ASSIGNMENT: Where does the string "htmlFor" appear in the listing below? Copy every line where it does.

MATERIAL SUPPLIED:
//! Element tree rendering
//!
//! Resolves component elements by calling them with their props until only
//! host elements and text remain, then serializes the result to HTML the
//! way server-side React output looks.

use std::fmt::Write;

use crate::builtins::component_props;
use crate::error::{ScriptError, ScriptResult};
use crate::interpreter::Interpreter;
use crate::value::{ElementKind, Properties, Value, format_number};

/// Rendered host tree
#[derive(Debug, Clone, PartialEq)]
pub enum Node {
    Element {
        tag: String,
        attributes: Vec<(String, String)>,
        children: Vec<Node>,
    },
    Text(String),
}

const VOID_ELEMENTS: &[&str] = &[
    "area", "base", "br", "col", "embed", "hr", "img", "input", "link", "meta", "source", "track",
    "wbr",
];

const BOOLEAN_ATTRIBUTES: &[&str] = &[
    "allowfullscreen",
    "autofocus",
    "autoplay",
    "checked",
    "controls",
    "default",
    "defer",
    "disabled",
    "hidden",
    "loop",
    "multiple",
    "muted",
    "novalidate",
    "open",
    "readonly",
    "required",
    "reversed",
    "selected",
];

/// Style properties whose numeric values take no `px` suffix
const UNITLESS: &[&str] = &[
    "animationIterationCount",
    "aspectRatio",
    "columnCount",
    "flex",
    "flexGrow",
    "flexShrink",
    "fontWeight",
    "gridColumn",
    "gridRow",
    "lineClamp",
    "lineHeight",
    "opacity",
    "order",
    "orphans",
    "tabSize",
    "widows",
    "zIndex",
    "zoom",
];

/// Render a value into host nodes, calling components as needed
pub fn render(interp: &mut Interpreter, value: &Value) -> ScriptResult<Vec<Node>> {
    let mut out = Vec::new();
    render_into(interp, value, &mut out)?;
    Ok(out)
}

/// Render a value straight to an HTML string
pub fn render_to_string(interp: &mut Interpreter, value: &Value) -> ScriptResult<String> {
    Ok(to_html(&render(interp, value)?))
}

fn push_text(out: &mut Vec<Node>, text: &str) {
    if let Some(Node::Text(previous)) = out.last_mut() {
        previous.push_str(text);
    } else {
        out.push(Node::Text(text.to_string()));
    }
}

fn render_into(interp: &mut Interpreter, value: &Value, out: &mut Vec<Node>) -> ScriptResult<()> {
    match value {
        Value::Undefined | Value::Null | Value::Bool(_) => Ok(()),
        Value::Number(n) => {
            push_text(out, &format_number(*n));
            Ok(())
        }
        Value::String(s) => {
            if !s.is_empty() {
                push_text(out, s);
            }
            Ok(())
        }
        Value::Array(items) => {
            for item in items.iter() {
                render_into(interp, item, out)?;
            }
            Ok(())
        }
        // Functions as children render nothing
        Value::Function(_) | Value::Native(_) => Ok(()),
        Value::Object(properties) => Err(ScriptError::type_error(format!(
            "Objects are not valid as a React child (found: object with keys {{{}}}). If you meant to render a collection of children, use an array instead.",
            properties.keys().cloned().collect::<Vec<_>>().join(", ")
        ))),
        Value::Namespace(_) => Err(ScriptError::type_error(
            "Objects are not valid as a React child (found: [object Module])",
        )),
        Value::Element(element) => match &element.kind {
            ElementKind::Fragment => {
                for child in &element.children {
                    render_into(interp, child, out)?;
                }
                Ok(())
            }
            ElementKind::Component(component) => {
                if !component.is_callable() {
                    return Err(ScriptError::type_error(format!(
                        "Element type is invalid: expected a string (for built-in components) or a class/function (for composite components) but got: {}.",
                        component.type_of()
                    )));
                }
                let props = component_props(&element.props, &element.children);
                interp.enter()?;
                let result = interp
                    .call(component, &[Value::object(props)])
                    .and_then(|rendered| render_into(interp, &rendered, out));
                interp.leave();
                result
            }
            ElementKind::Host(tag) => {
                let attributes = host_attributes(&element.props);
                let mut children = Vec::new();
                if element.children.is_empty() {
                    if let Some(content) = element.props.get("children") {
                        render_into(interp, content, &mut children)?;
                    }
                } else {
                    for child in &element.children {
                        render_into(interp, child, &mut children)?;
                    }
                }
                out.push(Node::Element {
                    tag: tag.clone(),
                    attributes,
                    children,
                });
                Ok(())
            }
        },
    }
}

fn attribute_name(prop: &str) -> String {
    match prop {
        "className" => "class".to_string(),
        "htmlFor" => "for".to_string(),
        "tabIndex" => "tabindex".to_string(),
        "readOnly" => "readonly".to_string(),
        "autoFocus" => "autofocus".to_string(),
        "autoComplete" => "autocomplete".to_string(),
        "maxLength" => "maxlength".to_string(),
        "minLength" => "minlength".to_string(),
        "colSpan" => "colspan".to_string(),
        "rowSpan" => "rowspan".to_string(),
        "crossOrigin" => "crossorigin".to_string(),
        "srcSet" => "srcset".to_string(),
        "defaultValue" => "value".to_string(),
        "defaultChecked" => "checked".to_string(),
        // SVG presentation attributes are kebab-case in markup
        "strokeWidth" | "strokeLinecap" | "strokeLinejoin" | "strokeDasharray" | "fillRule"
        | "clipRule" | "fillOpacity" | "strokeOpacity" | "stopColor" | "textAnchor" => {
            kebab_case(prop)
        }
        other => other.to_string(),
    }
}

fn kebab_case(name: &str) -> String {
    let mut out = String::with_capacity(name.len() + 4);
    for (index, c) in name.chars().enumerate() {
        if c.is_ascii_uppercase() {
            if index > 0 {
                out.push('-');
            }
            out.push(c.to_ascii_lowercase());
        } else {
            out.push(c);
        }
    }
    if name.starts_with("Webkit") || name.starts_with("Moz") || name.starts_with("ms") {
        out.insert(0, '-');
    }
    out
}

fn style_value(key: &str, value: &Value) -> Option<String> {
    match value {
        Value::Undefined | Value::Null | Value::Bool(_) => None,
        Value::String(s) if s.is_empty() => None,
        Value::Number(n) if *n != 0.0 && !UNITLESS.contains(&key) && !key.starts_with("--") => {
            Some(format!("{}px", format_number(*n)))
        }
        other => Some(other.to_display_string().trim().to_string()),
    }
}

fn style_attribute(style: &Properties) -> String {
    style
        .iter()
        .filter_map(|(key, value)| {
            let name = if key.starts_with("--") {
                key.clone()
            } else {
                kebab_case(key)
            };
            style_value(key, value).map(|value| format!("{}:{}", name, value))
        })
        .collect::<Vec<_>>()
        .join(";")
}

fn is_event_handler(name: &str) -> bool {
    name.len() > 2
        && name.starts_with("on")
        && name[2..].starts_with(|c: char| c.is_ascii_uppercase())
}

fn host_attributes(props: &Properties) -> Vec<(String, String)> {
    let mut attributes = Vec::new();
    for (prop, value) in props {
        if matches!(
            prop.as_str(),
            "children" | "key" | "ref" | "dangerouslySetInnerHTML" | "suppressHydrationWarning"
        ) || is_event_handler(prop)
        {
            continue;
        }
        let name = attribute_name(prop);
        let data_like = name.starts_with("data-") || name.starts_with("aria-");
        let rendered = match value {
            Value::Undefined | Value::Null | Value::Function(_) | Value::Native(_) => None,
            Value::Object(style) if name == "style" => {
                let css = style_attribute(style);
                (!css.is_empty()).then_some(css)
            }
            Value::Bool(flag) if data_like => Some(flag.to_string()),
            Value::Bool(true) if BOOLEAN_ATTRIBUTES.contains(&name.to_ascii_lowercase().as_str()) => {
                Some(String::new())
            }
            Value::Bool(_) => None,
            other => Some(other.to_display_string()),
        };
        if let Some(rendered) = rendered {
            attributes.push((name, rendered));
        }
    }
    attributes
}

fn escape_into(out: &mut String, text: &str) {
    for c in text.chars() {
        match c {
            '&' => out.push_str("&amp;"),
            '<' => out.push_str("&lt;"),
            '>' => out.push_str("&gt;"),
            '"' => out.push_str("&quot;"),
            '\'' => out.push_str("&#x27;"),
            other => out.push(other),
        }
    }
}

/// Serialize host nodes to HTML
pub fn to_html(nodes: &[Node]) -> String {
    let mut out = String::new();
    for node in nodes {
        write_node(&mut out, node);
    }
    out
}

fn write_node(out: &mut String, node: &Node) {
    match node {
        Node::Text(text) => escape_into(out, text),
        Node::Element {
            tag,
            attributes,
            children,
        } => {
            let _ = write!(out, "<{}", tag);
            for (name, value) in attributes {
                let _ = write!(out, " {}=\"", name);
                escape_into(out, value);
                out.push('"');
            }
            if VOID_ELEMENTS.contains(&tag.as_str()) {
                out.push_str("/>");
                return;
            }
            out.push('>');
            for child in children {
                write_node(out, child);
            }
            let _ = write!(out, "</{}>", tag);
        }
    }
}

/// Concatenated text content of a node list
pub fn text_content(nodes: &[Node]) -> String {
    let mut out = String::new();
    for node in nodes {
        match node {
            Node::Text(text) => out.push_str(text),
            Node::Element { children, .. } => out.push_str(&text_content(children)),
        }
    }
    out
}

#[cfg(test)]
mod tests {
    use super::*;
    use crate::interpreter::eval_source;

    fn html(source: &str) -> ScriptResult<String> {
        let mut interp = Interpreter::new();
        let value = eval_source(&mut interp, source)?;
        render_to_string(&mut interp, &value)
    }

    #[test]
    fn test_host_attributes() {
        let out = html(
            r#"<label htmlFor="name" className="field" onClick={() => 1} data-open={false} hidden>
                 <input disabled={false} readOnly value={3} />
               </label>"#,
        )
        .unwrap();
        assert_eq!(
            out,
            r#"<label for="name" class="field" data-open="false" hidden=""><input readonly="" value="3"/></label>"#
        );
    }

    #[test]
    fn test_style_objects() {
        let out = html(r#"<div style={{ marginTop: 8, opacity: 0.5, backgroundColor: "red", zIndex: 2, padding: 0 }} />"#)
            .unwrap();
        assert_eq!(
            out,
            r#"<div style="margin-top:8px;opacity:0.5;background-color:red;z-index:2;padding:0"></div>"#
        );
    }

    #[test]
    fn test_children_and_text_merging() {
        let out = html(r#"<p>{"a"}{1}{null}{false}{[<b key="x">c</b>, "d"]} &lt;</p>"#).unwrap();
        assert_eq!(out, "<p>a1<b>c</b>d &lt;</p>");
    }

    #[test]
    fn test_components_receive_props() {
        let out = html(
            r#"((Badge) => <Badge tone="info">new</Badge>)(({ tone, children }) => <span className={`badge-${tone}`}>{children}</span>)"#,
        )
        .unwrap();
        assert_eq!(out, r#"<span class="badge-info">new</span>"#);
    }

    #[test]
    fn test_invalid_element_type() {
        let err = html("((Missing) => <Missing />)(undefined)").unwrap_err();
        assert!(err.to_string().contains("Element type is invalid"));
    }

    #[test]
    fn test_object_child_is_rejected() {
        let err = html("<div>{{ a: 1 }}</div>").unwrap_err();
        assert!(err.to_string().contains("Objects are not valid as a React child"));
    }
}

SOLVED EXERCISE:
        "htmlFor" => "for".to_string(),
            r#"<label htmlFor="name" className="field" onClick={() => 1} data-open={false} hidden>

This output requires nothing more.